Família brasileira que mora em Berlim denunciou citação xenofóbica contra brasileiros em livro alemão Reprodução/Redes sociais
O trecho original dizia: "Olá, meu nome é Marco. Eu não vou à escola. Eu moro no Rio de Janeiro/brasileiro. De manhã, procuro restos de comida nas latas de lixo. Quero me tornar um jogador de futebol profissional."
A denúncia ganhou repercussão principalmente nas redes sociais, após uma família brasileira residente em Berlim compartilhar o caso em um grupo de mensagens com outras mães brasileiras no país. Diante da enxurrada de críticas e pedidos de retratação, a editora Mildenberger Verlag atualizou o texto na quinta-feira (13).

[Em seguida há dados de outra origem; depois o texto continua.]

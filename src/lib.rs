//! Isolated test execution engine.
//!
//! Tests are plain functions registered into a [`Registry`], either directly
//! or by name through a [`SymbolTable`]. A [`Runner`] executes them in one of
//! three [`ExecutionMode`]s, bounds their running time, classifies how each
//! one ended and returns the number of tests that did not succeed.
//!
//! Isolated modes re-execute the current program for every test. The child
//! rebuilds the same registry, reaches the runner again and runs only the
//! test named in its environment, so a program must build its registry the
//! same way on every invocation.

pub mod child;
pub mod cli;
pub mod config;
pub mod error;
pub mod executor;
pub mod outcome;
mod output;
pub mod registry;
pub mod reporter;
pub mod runner;
pub mod signals;
pub mod supervisor;
pub mod symbols;

pub type Result<T> = std::result::Result<T, Error>;

pub use config::{ExecutionMode, OutputSink, RunConfig, DEFAULT_TIMEOUT_SECS};
pub use error::Error;
pub use outcome::{Outcome, TerminationRecord, TIMEOUT_SENTINEL};
pub use registry::{Registry, TestCase, TestFn};
pub use reporter::Reporter;
pub use runner::Runner;
pub use supervisor::TimeoutSupervisor;
pub use symbols::{SuiteEnumerator, SymbolResolver, SymbolTable};
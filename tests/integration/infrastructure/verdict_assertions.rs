//! Verdict-specific assertions for integration tests

use super::process_harness::{RunOutput, Verdict};

/// Assert that `test` was reported with `verdict` and `detail`
pub fn assert_verdict(output: &RunOutput, test: &str, verdict: &str, detail: &str) -> Verdict {
    let found = output
        .verdict_of(test)
        .unwrap_or_else(|| panic!("no verdict for {test} in:\n{}", output.stdout));
    assert_eq!(found.verdict, verdict, "verdict of {test}");
    assert_eq!(found.detail, detail, "detail of {test}");
    found
}

/// Assert the exit status of a run reporting its failure count
pub fn assert_failures(output: &RunOutput, expected: i32) {
    assert_eq!(
        output.code(),
        Some(expected),
        "unexpected failure count, stdout:\n{}\nstderr:\n{}",
        output.stdout,
        output.stderr
    );
}

/// Assert the set of reported tests regardless of order
pub fn assert_reported_tests(output: &RunOutput, expected: &[&str]) {
    let mut reported: Vec<String> = output.verdicts().into_iter().map(|v| v.test).collect();
    reported.sort();
    let mut expected: Vec<&str> = expected.to_vec();
    expected.sort();
    assert_eq!(reported, expected);
}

Além disso, outros diálogos também foram modificados. Na nova edição, a menina alemã toca violão e quer ser educadora, a criança japonesa sonha em ser advogada e o menino do Quênia, que antes ajudava o pai no trabalho depois da escola, agora participa das refeições em família.
Em comunicado, a editora reconheceu a responsabilidade pela publicação e afirmou que recebeu as reclamações sobre o livro. Segundo a empresa, a intenção não era reforçar estereótipos.
Embaixada se pronuncia
"A Embaixada lamenta a abordagem insensível e pouco informada da editora Mildenberger no livro em questão. Para além da dificuldade em entender como um texto dessa natureza possa ter a pretensão de ser didático, preocupa o impacto da exposição de crianças a estereótipos e preconceitos sobre outros países", declarou a instituição por meio de nota.
Nota da embaixada:
A existência de elevada taxa de inequidade é um problema reconhecidamente grave no Brasil, que vem sendo enfrentado por sucessivos governos brasileiros ao longo das últimas décadas e ao qual o Presidente Lula atribui particular relevância desde seu primeiro governo.
Os esforços empreendidos para garantir que crianças tenham acesso adequado à educação e saúde são reconhecidos como referência para outros países em desenvolvimento pelo Banco Mundial, pela OIT e pela FAO. A implementação de grande número de políticas públicas de longo prazo (como os programas "Bolsa Família", "Criança Alfabetizada", "Escola em Tempo Integral" e "Proinfância") tem permitido significativos avanços no acesso à educação de qualidade, na luta contra a pobreza e o combate à fome. O programa de merenda escolar, que garante a adequada alimentação de alunos brasileiros, também é exemplar e tem sido mencionado como referência pelas competentes autoridades do governo alemão.
O programa "Bolsa Família", criado em 2003 se tem ampliado de forma sucessiva ao longo dos anos e condiciona o recebimento de recursos à realização de exames pré-natal por gestantes, o cumprimento de calendário de vacinas estabelecido pelo governo federal e acompanhamento do estado nutricional para crianças menores de sete anos, além de frequência escolar mínima para crianças e adolescentes de 4 a 18 anos.
No Brasil, a taxa de escolarização de crianças entre 6 e 14 anos chega a 99,4% (PNAD, 2023). A Embaixada do Brasil em Berlim lamenta a abordagem insensível e pouco informada da editora Mildenberger no livro em questão. Para além da dificuldade em entender como texto dessa natureza possa ter a pretensão de ser didático, preocupa, o impacto em crianças de sua exposição a estereótipos e preconceitos sobre outros países.
Ao associar-se às inúmeras mensagens de repúdio da comunidade brasileira na Alemanha à publicação, a embaixada esclarece que está buscando contatos com a editora e com autoridades alemãs para a adoção de providências a respeito do texto em questão".